Gac Med Bol vol.44 no.2 Cochabamba  2021

https://doi.org/10.47993/gmb.v44i2.237 

Caso Clínico

Hidronefrosis Unilateral Gigante en Adulto

Giant Unilateral Hydronephrosis in Adult

Javier Ferrufino Iriarte1  * 
http://orcid.org/0000-0001-5317-167X

Nicol López Ovando2 
http://orcid.org/0000-0003-4701-412X

Bernardo Gil Oporto3 
http://orcid.org/0000-0003-1842-8235

1Cirujano urólogo. Clínica “Cobija”. Cochabamba, Bolivia https://orcid.org/0000-0001-5317-167X.

2Estudiante de Medicina- Facultad de Medicina, Universidad Mayor de San Simón. Cochabamba, Bolivia https://orcid.org/0000-0003-4701-412X

3Cirujano general.

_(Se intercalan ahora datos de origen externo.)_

use chrono::{DateTime, Utc};
use serde::{Deserialize, Serialize};
use std::collections::BTreeSet;

use crate::model::{ModuleId, ProgramId};

/// Where a learner stands inside a program, derived from the overall
/// percentage.
#[derive(Debug, Clone, Copy, PartialEq, Eq, Serialize, Deserialize)]
#[serde(rename_all = "kebab-case")]
pub enum ProgramStatus {
    NotStarted,
    InProgress,
    Completed,
}

/// Per-module completion state inside a program.
#[derive(Debug, Clone, PartialEq, Eq, Serialize, Deserialize)]
#[serde(rename_all = "camelCase")]
pub struct ModuleProgress {
    pub module_id: ModuleId,
    pub completed: bool,
    pub topics_completed: BTreeSet<u32>,
    #[serde(rename = "timeSpent")]
    pub time_spent_secs: u64,
    pub last_accessed: DateTime<Utc>,
}

impl ModuleProgress {
    #[must_use]
    pub fn started(module_id: ModuleId, now: DateTime<Utc>) -> Self {
        Self {
            module_id,
            completed: false,
            topics_completed: BTreeSet::new(),
            time_spent_secs: 0,
            last_accessed: now,
        }
    }
}

/// Per-learner, per-program progress aggregate.
///
/// `overall_progress` is derived and recomputed on every mutation; it is 100
/// exactly when every module is completed. Callers never patch it directly.
#[derive(Debug, Clone, PartialEq, Eq, Serialize, Deserialize)]
#[serde(rename_all = "camelCase")]
pub struct ProgramProgress {
    program_id: ProgramId,
    modules: Vec<ModuleProgress>,
    overall_progress: u8,
    started_at: DateTime<Utc>,
    last_accessed: DateTime<Utc>,
}

impl ProgramProgress {
    #[must_use]
    pub fn new(program_id: ProgramId, now: DateTime<Utc>) -> Self {
        Self {
            program_id,
            modules: Vec::new(),
            overall_progress: 0,
            started_at: now,
            last_accessed: now,
        }
    }

    #[must_use]
    pub fn program_id(&self) -> &ProgramId {
        &self.program_id
    }

    #[must_use]
    pub fn modules(&self) -> &[ModuleProgress] {
        &self.modules
    }

    #[must_use]
    pub fn overall_progress(&self) -> u8 {
        self.overall_progress
    }

    #[must_use]
    pub fn started_at(&self) -> DateTime<Utc> {
        self.started_at
    }

    #[must_use]
    pub fn last_accessed(&self) -> DateTime<Utc> {
        self.last_accessed
    }

    #[must_use]
    pub fn module(&self, module_id: ModuleId) -> Option<&ModuleProgress> {
        self.modules.iter().find(|m| m.module_id == module_id)
    }

    /// Inserts or replaces one module's state, then recomputes the aggregate.
    pub fn upsert_module(&mut self, module: ModuleProgress, now: DateTime<Utc>) {
        match self
            .modules
            .iter_mut()
            .find(|m| m.module_id == module.module_id)
        {
            Some(existing) => *existing = module,
            None => self.modules.push(module),
        }
        self.last_accessed = now;
        self.recompute_overall();
    }

    /// Marks a module completed, creating its entry if the learner never
    /// opened it before.
    pub fn complete_module(&mut self, module_id: ModuleId, now: DateTime<Utc>) {
        let mut module = self
            .module(module_id)
            .cloned()
            .unwrap_or_else(|| ModuleProgress::started(module_id, now));
        module.completed = true;
        module.last_accessed = now;
        self.upsert_module(module, now);
    }

    /// Adds a finished topic and time spent to a module without completing it.
    pub fn record_topic(
        &mut self,
        module_id: ModuleId,
        topic_index: u32,
        time_spent_secs: u64,
        now: DateTime<Utc>,
    ) {
        let mut module = self
            .module(module_id)
            .cloned()
            .unwrap_or_else(|| ModuleProgress::started(module_id, now));
        module.topics_completed.insert(topic_index);
        module.time_spent_secs += time_spent_secs;
        module.last_accessed = now;
        self.upsert_module(module, now);
    }

    fn recompute_overall(&mut self) {
        let total = self.modules.len();
        if total == 0 {
            self.overall_progress = 0;
            return;
        }
        let completed = self.completed_modules_count();
        // 100 and 0 are reserved for the exact endpoints so the percentage,
        // `is_completed` and `status` never disagree; rounding stays inside
        // 1..=99 for partial progress.
        self.overall_progress = if completed == total {
            100
        } else if completed == 0 {
            0
        } else {
            let rounded = (200 * completed + total) / (2 * total);
            u8::try_from(rounded.clamp(1, 99)).unwrap_or(99)
        };
    }

    /// True when every module is completed (and there is at least one).
    #[must_use]
    pub fn is_completed(&self) -> bool {
        !self.modules.is_empty() && self.modules.iter().all(|m| m.completed)
    }

    #[must_use]
    pub fn completed_modules_count(&self) -> usize {
        self.modules.iter().filter(|m| m.completed).count()
    }

    #[must_use]
    pub fn total_time_spent_secs(&self) -> u64 {
        self.modules.iter().map(|m| m.time_spent_secs).sum()
    }

    /// First module not yet completed, in insertion order.
    #[must_use]
    pub fn next_incomplete_module(&self) -> Option<ModuleId> {
        self.modules
            .iter()
            .find(|m| !m.completed)
            .map(|m| m.module_id)
    }

    #[must_use]
    pub fn status(&self) -> ProgramStatus {
        match self.overall_progress {
            0 => ProgramStatus::NotStarted,
            100 => ProgramStatus::Completed,
            _ => ProgramStatus::InProgress,
        }
    }
}

/// Renders seconds as the portal shows them: `2 ч 5 мин` or `45 мин`.
#[must_use]
pub fn format_time_spent(seconds: u64) -> String {
    let hours = seconds / 3600;
    let minutes = (seconds % 3600) / 60;
    if hours > 0 {
        format!("{hours} ч {minutes} мин")
    } else {
        format!("{minutes} мин")
    }
}

#[cfg(test)]
mod tests {
    use super::*;
    use crate::time::fixed_now;

    fn program_with_modules(completed: usize, total: usize) -> ProgramProgress {
        let now = fixed_now();
        let mut progress = ProgramProgress::new(ProgramId::new("p1"), now);
        for i in 0..total {
            let mut module = ModuleProgress::started(ModuleId::new(i as u32), now);
            module.completed = i < completed;
            progress.upsert_module(module, now);
        }
        progress
    }

    #[test]
    fn overall_progress_tracks_completed_share() {
        assert_eq!(program_with_modules(2, 4).overall_progress(), 50);
        assert_eq!(program_with_modules(4, 4).overall_progress(), 100);
        assert_eq!(program_with_modules(0, 4).overall_progress(), 0);
    }

    #[test]
    fn hundred_percent_means_program_completed() {
        let progress = program_with_modules(4, 4);
        assert!(progress.is_completed());
        assert_eq!(progress.status(), ProgramStatus::Completed);
    }

    #[test]
    fn partial_progress_is_in_progress() {
        let progress = program_with_modules(1, 3);
        assert!(!progress.is_completed());
        assert_eq!(progress.status(), ProgramStatus::InProgress);
    }

    #[test]
    fn empty_program_is_not_started() {
        let progress = ProgramProgress::new(ProgramId::new("p1"), fixed_now());
        assert_eq!(progress.overall_progress(), 0);
        assert!(!progress.is_completed());
        assert_eq!(progress.status(), ProgramStatus::NotStarted);
    }

    #[test]
    fn complete_module_recomputes_aggregate() {
        let mut progress = program_with_modules(1, 2);
        progress.complete_module(ModuleId::new(1), fixed_now());
        assert_eq!(progress.overall_progress(), 100);
    }

    #[test]
    fn next_incomplete_module_follows_insertion_order() {
        let progress = program_with_modules(2, 4);
        assert_eq!(progress.next_incomplete_module(), Some(ModuleId::new(2)));
        assert_eq!(program_with_modules(4, 4).next_incomplete_module(), None);
    }

    #[test]
    fn almost_complete_large_program_stays_below_hundred() {
        // 199 of 200 would round to 100; the endpoint is reserved.
        let progress = program_with_modules(199, 200);
        assert_ne!(progress.overall_progress(), 100);
        assert!(!progress.is_completed());
        assert_eq!(progress.status(), ProgramStatus::InProgress);
    }

    #[test]
    fn any_completed_module_lifts_progress_above_zero() {
        // 1 of 201 would round to 0; recorded progress must show.
        let progress = program_with_modules(1, 201);
        assert_ne!(progress.overall_progress(), 0);
        assert_eq!(progress.status(), ProgramStatus::InProgress);
    }

    #[test]
    fn record_topic_accumulates_time() {
        let now = fixed_now();
        let mut progress = ProgramProgress::new(ProgramId::new("p1"), now);
        progress.record_topic(ModuleId::new(0), 0, 120, now);
        progress.record_topic(ModuleId::new(0), 1, 60, now);
        assert_eq!(progress.total_time_spent_secs(), 180);
        let module = progress.module(ModuleId::new(0)).unwrap();
        assert_eq!(module.topics_completed.len(), 2);
    }

    #[test]
    fn formats_time_in_hours_and_minutes() {
        assert_eq!(format_time_spent(7500), "2 ч 5 мин");
        assert_eq!(format_time_spent(2700), "45 мин");
    }
}
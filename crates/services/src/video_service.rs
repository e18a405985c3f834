use portal_core::Clock;
use portal_core::model::{EmployeeVideoProgress, LearnerId, ModuleId, ProgramId, VideoId, VideoProgress};
use storage::kv::StorageError;
use storage::stores::{CustomVideoStore, VideoProgressStore};

use crate::error::UploadError;
use crate::video_uploader::VideoUploader;

/// Video watching and custom-link management for program modules.
#[derive(Clone)]
pub struct VideoService {
    clock: Clock,
    progress: VideoProgressStore,
    custom: CustomVideoStore,
}

impl VideoService {
    #[must_use]
    pub fn new(clock: Clock, progress: VideoProgressStore, custom: CustomVideoStore) -> Self {
        Self {
            clock,
            progress,
            custom,
        }
    }

    /// The employee's video progress in a program, if any was recorded.
    pub async fn employee_progress(
        &self,
        employee_id: &LearnerId,
        program_id: &ProgramId,
    ) -> Option<EmployeeVideoProgress> {
        self.progress.get_employee(employee_id, program_id).await
    }

    /// Watch state for one video.
    pub async fn video_progress(
        &self,
        employee_id: &LearnerId,
        program_id: &ProgramId,
        video_id: &VideoId,
    ) -> Option<VideoProgress> {
        self.progress
            .get_video(employee_id, program_id, video_id)
            .await
    }

    /// Records how far the employee got in a video. Completion and the
    /// overall percentage are derived inside the aggregate.
    ///
    /// # Errors
    ///
    /// Returns `StorageError` if the write cannot be performed.
    pub async fn update_watch(
        &self,
        employee_id: &LearnerId,
        program_id: &ProgramId,
        video_id: VideoId,
        watched_seconds: u64,
        total_seconds: u64,
    ) -> Result<(), StorageError> {
        self.progress
            .update_video(
                employee_id,
                program_id,
                video_id,
                watched_seconds,
                total_seconds,
                self.clock.now(),
            )
            .await
    }

    /// Wipes the employee's video progress for a program.
    ///
    /// # Errors
    ///
    /// Returns `StorageError` if the write cannot be performed.
    pub async fn reset(
        &self,
        employee_id: &LearnerId,
        program_id: &ProgramId,
    ) -> Result<(), StorageError> {
        self.progress.reset(employee_id, program_id).await
    }

    // ─── Player page ───────────────────────────────────────────────────────

    /// Last playback position, for resuming where the learner left off.
    pub async fn player_position(&self, video_id: &VideoId) -> Option<u64> {
        self.progress.player_position(video_id).await
    }

    /// # Errors
    ///
    /// Returns `StorageError` if the write cannot be performed.
    pub async fn set_player_position(
        &self,
        video_id: &VideoId,
        seconds: u64,
    ) -> Result<(), StorageError> {
        self.progress.set_player_position(video_id, seconds).await
    }

    pub async fn is_liked(&self, video_id: &VideoId) -> bool {
        self.progress.is_liked(video_id).await
    }

    /// # Errors
    ///
    /// Returns `StorageError` if the write cannot be performed.
    pub async fn set_liked(&self, video_id: &VideoId, liked: bool) -> Result<(), StorageError> {
        self.progress.set_liked(video_id, liked).await
    }

    // ─── Custom module videos ──────────────────────────────────────────────

    /// Custom video URL linked to a module, if any.
    pub async fn custom_video(
        &self,
        program_id: &ProgramId,
        module_id: ModuleId,
    ) -> Option<String> {
        self.custom.get(program_id, module_id).await
    }

    /// Links an already-hosted video URL to a module.
    ///
    /// # Errors
    ///
    /// Returns `StorageError::InvalidUrl` for an unparseable URL, or a
    /// backend error if the write fails.
    pub async fn link_custom_video(
        &self,
        program_id: &ProgramId,
        module_id: ModuleId,
        video_url: &str,
    ) -> Result<(), StorageError> {
        self.custom.set(program_id, module_id, video_url).await
    }

    /// # Errors
    ///
    /// Returns `StorageError` if the write cannot be performed.
    pub async fn unlink_custom_video(
        &self,
        program_id: &ProgramId,
        module_id: ModuleId,
    ) -> Result<(), StorageError> {
        self.custom.remove(program_id, module_id).await
    }

    /// Uploads a video file and links the returned URL to the module in one
    /// step. Nothing is linked if the upload fails.
    ///
    /// # Errors
    ///
    /// Returns `UploadError` for upload failures, or its `Storage` variant if
    /// the link write fails after a successful upload.
    pub async fn upload_and_link(
        &self,
        uploader: &VideoUploader,
        program_id: &ProgramId,
        module_id: ModuleId,
        filename: &str,
        bytes: &[u8],
    ) -> Result<String, UploadError> {
        let url = uploader.upload(program_id, module_id, filename, bytes).await?;
        self.custom.set(program_id, module_id, &url).await?;
        tracing::info!(program = %program_id, module = %module_id, %url, "custom video linked");
        Ok(url)
    }
}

Clínica “Cobija”. Cochabamba, Bolivia. https://orcid.org/0000-0003-1842-8235


Resumen

La hidronefrosis gigante es una entidad urológica que se define por la presencia de más de 1.000 ml de líquido en el sistema colector renal o un riñón que representa más del 1,6% del peso corporal. La causa más común es la obstrucción de la unión ureteropiélica, siendo una presentación poco común en adultos y que puede provocar complicaciones a largo plazo como hipertensión, ruptura del riñón, insuficiencia renal y cambios malignos. La nefrectomía es el tratamiento de elección. Se presenta el caso de un paciente de 21 años de edad, sometido a una nefrectomía laparoscópica transperitoneal derecha obteniendo un riñón excluido con aproximadamente 2600 ml de orina sui generis. Se informa este caso, porque es una patología poco descrita en la literatura, con un número limitado de casos en adultos y para demostrar la posibilidad de abordaje laparoscópico.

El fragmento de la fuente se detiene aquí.